> **Aim of the task**:
Some lines in the entries contain the word "Kubernetes". Copy all of them.

━━━ Exercise data

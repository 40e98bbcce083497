//! Decides which jobs a student is shown.
//!
//! Display gating uses only three inputs: the deadline (which bucket), the job's
//! allow-list, and whether the student already has an application for the job in
//! any status. Branch, year, CGPA and skill criteria are advisory and surface only
//! through [`evaluate_criteria`].

use crate::models::{application::Application, job::Job, user::User};
use chrono::NaiveDate;
use serde::Serialize;
use std::collections::HashSet;
use uuid::Uuid;

#[derive(Debug, Clone, Copy, PartialEq, Eq, Serialize)]
#[serde(rename_all = "snake_case")]
pub enum Bucket {
    Available,
    OverDeadline,
    Hidden,
}

#[derive(Debug, Clone, Default, PartialEq, Serialize)]
pub struct JobBuckets {
    pub available: Vec<Job>,
    pub over_deadline: Vec<Job>,
}

/// Bucket by deadline alone. A deadline of today is still available.
pub fn deadline_bucket(job: &Job, today: NaiveDate) -> Bucket {
    if job.is_open_on(today) {
        Bucket::Available
    } else {
        Bucket::OverDeadline
    }
}

/// An empty allow-list admits everyone.
pub fn passes_allow_list(student_id: Uuid, job: &Job) -> bool {
    !job.has_allow_list() || job.allowed_students.contains(&student_id)
}

/// Where `job` lands for `student_id`, given the ids of jobs they already acted on.
pub fn visibility(
    student_id: Uuid,
    job: &Job,
    acted_on: &HashSet<Uuid>,
    today: NaiveDate,
) -> Bucket {
    let bucket = deadline_bucket(job, today);
    if !passes_allow_list(student_id, job) || acted_on.contains(&job.id) {
        return Bucket::Hidden;
    }
    bucket
}

/// Splits `jobs` into the student's display buckets, keeping input order.
///
/// Applications belonging to other students are ignored.
pub fn classify(
    student: &User,
    jobs: Vec<Job>,
    applications: &[Application],
    today: NaiveDate,
) -> JobBuckets {
    let acted_on: HashSet<Uuid> = applications
        .iter()
        .filter(|a| a.student_id == student.id)
        .map(|a| a.job_id)
        .collect();

    let mut buckets = JobBuckets::default();
    for job in jobs {
        match visibility(student.id, &job, &acted_on, today) {
            Bucket::Available => buckets.available.push(job),
            Bucket::OverDeadline => buckets.over_deadline.push(job),
            Bucket::Hidden => {}
        }
    }
    buckets
}

/// Per-criterion outcome for one student against one job.
#[derive(Debug, Clone, PartialEq, Eq, Serialize)]
pub struct CriteriaReport {
    pub job_id: Uuid,
    pub student_id: Uuid,
    pub campus_match: bool,
    pub allow_list_match: bool,
    pub branch_match: bool,
    pub year_match: bool,
    pub cgpa_match: bool,
    pub skills_match: bool,
    pub active: bool,
    pub overall: bool,
}

/// Evaluates the advisory criteria. Missing student fields satisfy the matching criterion.
pub fn evaluate_criteria(student: &User, job: &Job, today: NaiveDate) -> CriteriaReport {
    let criteria = &job.eligibility;

    let campus_match = job.campuses.is_empty()
        || student
            .campus
            .as_ref()
            .map_or(true, |campus| job.campuses.iter().any(|c| c == campus));

    let branch_match = criteria.branches.is_empty()
        || student
            .branch
            .as_ref()
            .map_or(true, |branch| criteria.branches.iter().any(|b| b == branch));

    let year_match = criteria.years.is_empty()
        || student
            .year
            .map_or(true, |year| criteria.years.contains(&year));

    let cgpa_match = criteria.min_cgpa.is_zero()
        || student.cgpa.map_or(true, |cgpa| cgpa >= criteria.min_cgpa);

    let skills_match = criteria.required_skills.is_empty()
        || student.skills.is_empty()
        || criteria
            .required_skills
            .iter()
            .any(|required| student.skills.iter().any(|have| skill_overlaps(have, required)));

    let allow_list_match = passes_allow_list(student.id, job);
    let active = job.is_open_on(today);

    CriteriaReport {
        job_id: job.id,
        student_id: student.id,
        campus_match,
        allow_list_match,
        branch_match,
        year_match,
        cgpa_match,
        skills_match,
        active,
        overall: campus_match
            && allow_list_match
            && branch_match
            && year_match
            && cgpa_match
            && skills_match
            && active,
    }
}

/// "node" matches "Node.js" and vice versa.
fn skill_overlaps(have: &str, required: &str) -> bool {
    let have = have.to_lowercase();
    let required = required.to_lowercase();
    have.contains(&required) || required.contains(&have)
}

#[cfg(test)]
mod tests {
    use super::*;
    use crate::models::application::ApplicationStatus;
    use crate::services::test_support::{admin, at, day, job, student};
    use rust_decimal::Decimal;

    #[test]
    fn deadline_today_is_available_yesterday_is_over() {
        let today = day(2025, 3, 10);
        let s = student("Raj Kumar");
        let open = job(&admin(), day(2025, 3, 10));
        let closed = job(&admin(), day(2025, 3, 9));

        let buckets = classify(&s, vec![open.clone(), closed.clone()], &[], today);
        assert_eq!(buckets.available, vec![open]);
        assert_eq!(buckets.over_deadline, vec![closed]);
    }

    #[test]
    fn allow_list_excluding_student_hides_job_in_both_buckets() {
        let today = day(2025, 3, 10);
        let a = student("Student A");
        let b = student("Student B");

        let mut open = job(&admin(), day(2025, 4, 1));
        open.allowed_students = vec![a.id];
        let mut closed = job(&admin(), day(2025, 1, 1));
        closed.allowed_students = vec![a.id];

        let for_b = classify(&b, vec![open.clone(), closed.clone()], &[], today);
        assert!(for_b.available.is_empty());
        assert!(for_b.over_deadline.is_empty());

        let for_a = classify(&a, vec![open.clone(), closed.clone()], &[], today);
        assert_eq!(for_a.available, vec![open]);
        assert_eq!(for_a.over_deadline, vec![closed]);
    }

    #[test]
    fn any_prior_application_excludes_job() {
        let today = day(2025, 3, 10);
        let s = student("Raj Kumar");
        let applied = job(&admin(), day(2025, 4, 1));
        let rejected = job(&admin(), day(2025, 1, 1));
        let untouched = job(&admin(), day(2025, 4, 2));
        let applications = vec![
            Application::new(s.id, applied.id, ApplicationStatus::Applied, at(2025, 3, 1)),
            Application::new(s.id, rejected.id, ApplicationStatus::Rejected, at(2025, 3, 1)),
        ];

        let buckets = classify(
            &s,
            vec![applied, rejected, untouched.clone()],
            &applications,
            today,
        );
        assert_eq!(buckets.available, vec![untouched]);
        assert!(buckets.over_deadline.is_empty());
    }

    #[test]
    fn other_students_applications_do_not_exclude() {
        let today = day(2025, 3, 10);
        let s = student("Raj Kumar");
        let other = student("Priya Singh");
        let open = job(&admin(), day(2025, 4, 1));
        let applications = vec![Application::new(
            other.id,
            open.id,
            ApplicationStatus::Applied,
            at(2025, 3, 1),
        )];

        let buckets = classify(&s, vec![open.clone()], &applications, today);
        assert_eq!(buckets.available, vec![open]);
    }

    #[test]
    fn criteria_never_gate_display() {
        let today = day(2025, 3, 10);
        let mut s = student("Raj Kumar");
        s.branch = Some("Mechanical".into());
        s.cgpa = Some(Decimal::new(55, 1));

        let mut strict = job(&admin(), day(2025, 4, 1));
        strict.eligibility.branches = vec!["Computer Science".into()];
        strict.eligibility.min_cgpa = Decimal::new(90, 1);
        strict.campuses = vec!["Pune".into()];

        let buckets = classify(&s, vec![strict.clone()], &[], today);
        assert_eq!(buckets.available, vec![strict.clone()]);

        let report = evaluate_criteria(&s, &strict, today);
        assert!(!report.branch_match);
        assert!(!report.cgpa_match);
        assert!(!report.campus_match);
        assert!(!report.overall);
    }

    #[test]
    fn classify_is_repeatable() {
        let today = day(2025, 3, 10);
        let s = student("Raj Kumar");
        let jobs = vec![
            job(&admin(), day(2025, 4, 1)),
            job(&admin(), day(2025, 2, 1)),
            job(&admin(), day(2025, 3, 10)),
        ];

        let first = classify(&s, jobs.clone(), &[], today);
        let second = classify(&s, jobs, &[], today);
        assert_eq!(first, second);
    }

    #[test]
    fn missing_profile_fields_satisfy_criteria() {
        let today = day(2025, 3, 10);
        let mut s = student("New Student");
        s.cgpa = None;
        s.skills.clear();
        s.branch = None;
        s.year = None;
        s.campus = None;

        let mut demanding = job(&admin(), day(2025, 4, 1));
        demanding.eligibility.min_cgpa = Decimal::new(80, 1);
        demanding.eligibility.required_skills = vec!["Rust".into()];
        demanding.eligibility.branches = vec!["Computer Science".into()];
        demanding.eligibility.years = vec![4];

        let report = evaluate_criteria(&s, &demanding, today);
        assert!(report.overall, "{report:?}");
    }

    #[test]
    fn skills_match_is_fuzzy_and_any_of() {
        let today = day(2025, 3, 10);
        let mut s = student("Raj Kumar");
        s.skills = vec!["React".into(), "Node.js".into()];

        let mut posting = job(&admin(), day(2025, 4, 1));
        posting.eligibility.required_skills = vec!["node".into(), "Kubernetes".into()];
        assert!(evaluate_criteria(&s, &posting, today).skills_match);

        posting.eligibility.required_skills = vec!["Kubernetes".into()];
        assert!(!evaluate_criteria(&s, &posting, today).skills_match);
    }

    #[test]
    fn report_flags_closed_and_disallowed_jobs() {
        let today = day(2025, 3, 10);
        let s = student("Raj Kumar");
        let mut posting = job(&admin(), day(2025, 3, 9));
        posting.allowed_students = vec![Uuid::new_v4()];

        let report = evaluate_criteria(&s, &posting, today);
        assert!(!report.active);
        assert!(!report.allow_list_match);
        assert!(!report.overall);
    }
}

━━━━━━

> **Response below**:
        posting.eligibility.required_skills = vec!["node".into(), "Kubernetes".into()];
        posting.eligibility.required_skills = vec!["Kubernetes".into()];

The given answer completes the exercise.